EXERCISE MATERIALS START

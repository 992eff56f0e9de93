//! Benchmarks for the protocol codec.
//!
//! Run with: cargo bench -p stratus-proto

use criterion::{black_box, criterion_group, criterion_main, BenchmarkId, Criterion, Throughput};
use stratus_proto::codec::{Codec, FRAME_HEADER_SIZE};
use stratus_proto::{Envelope, InvocationRequest, ParameterBinding, WireValue, WorkerMessage};

fn create_invocation_request(payload_size: usize) -> Envelope {
    let request = InvocationRequest::new(
        "inv-1",
        "fn-1",
        vec![ParameterBinding::new("body", WireValue::Bytes(vec![0u8; payload_size]))],
    );
    Envelope::new("req-1", WorkerMessage::InvocationRequest(request))
}

fn bench_encode_invocation(c: &mut Criterion) {
    let mut group = c.benchmark_group("encode_invocation");

    for size in [64, 1024, 8192, 65536].iter() {
        group.throughput(Throughput::Bytes(*size as u64));
        group.bench_with_input(BenchmarkId::from_parameter(size), size, |b, &size| {
            let mut codec = Codec::new();
            let envelope = create_invocation_request(size);

            b.iter(|| {
                let result = codec.encode(black_box(&envelope));
                black_box(result.unwrap().len())
            });
        });
    }

    group.finish();
}

fn bench_decode_invocation(c: &mut Criterion) {
    let mut group = c.benchmark_group("decode_invocation");

    for size in [64, 1024, 8192, 65536].iter() {
        group.throughput(Throughput::Bytes(*size as u64));
        group.bench_with_input(BenchmarkId::from_parameter(size), size, |b, &size| {
            let mut codec = Codec::new();
            let envelope = create_invocation_request(size);
            let bytes = codec.encode(&envelope).unwrap().to_vec();
            let payload = &bytes[FRAME_HEADER_SIZE..];

            b.iter(|| {
                let result = Codec::decode(black_box(payload)).unwrap();
                black_box(result)
            });
        });
    }

    group.finish();
}

fn bench_encode_status(c: &mut Criterion) {
    let mut group = c.benchmark_group("encode_status");

    group.bench_function("request", |b| {
        let mut codec = Codec::new();
        let envelope = Envelope::new("req-1", WorkerMessage::WorkerStatusRequest);

        b.iter(|| {
            let result = codec.encode(black_box(&envelope));
            black_box(result.unwrap().len())
        });
    });

    group.finish();
}

criterion_group!(
    benches,
    bench_encode_invocation,
    bench_decode_invocation,
    bench_encode_status,
);
criterion_main!(benches);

EXERCISE MATERIALS END

**WHAT YOU HAVE TO DO:**
Go through the entries above and copy every line containing "InvocationRequest".

**EXPECTED OUTPUT:**
use stratus_proto::{Envelope, InvocationRequest, ParameterBinding, WireValue, WorkerMessage};
    let request = InvocationRequest::new(
    Envelope::new("req-1", WorkerMessage::InvocationRequest(request))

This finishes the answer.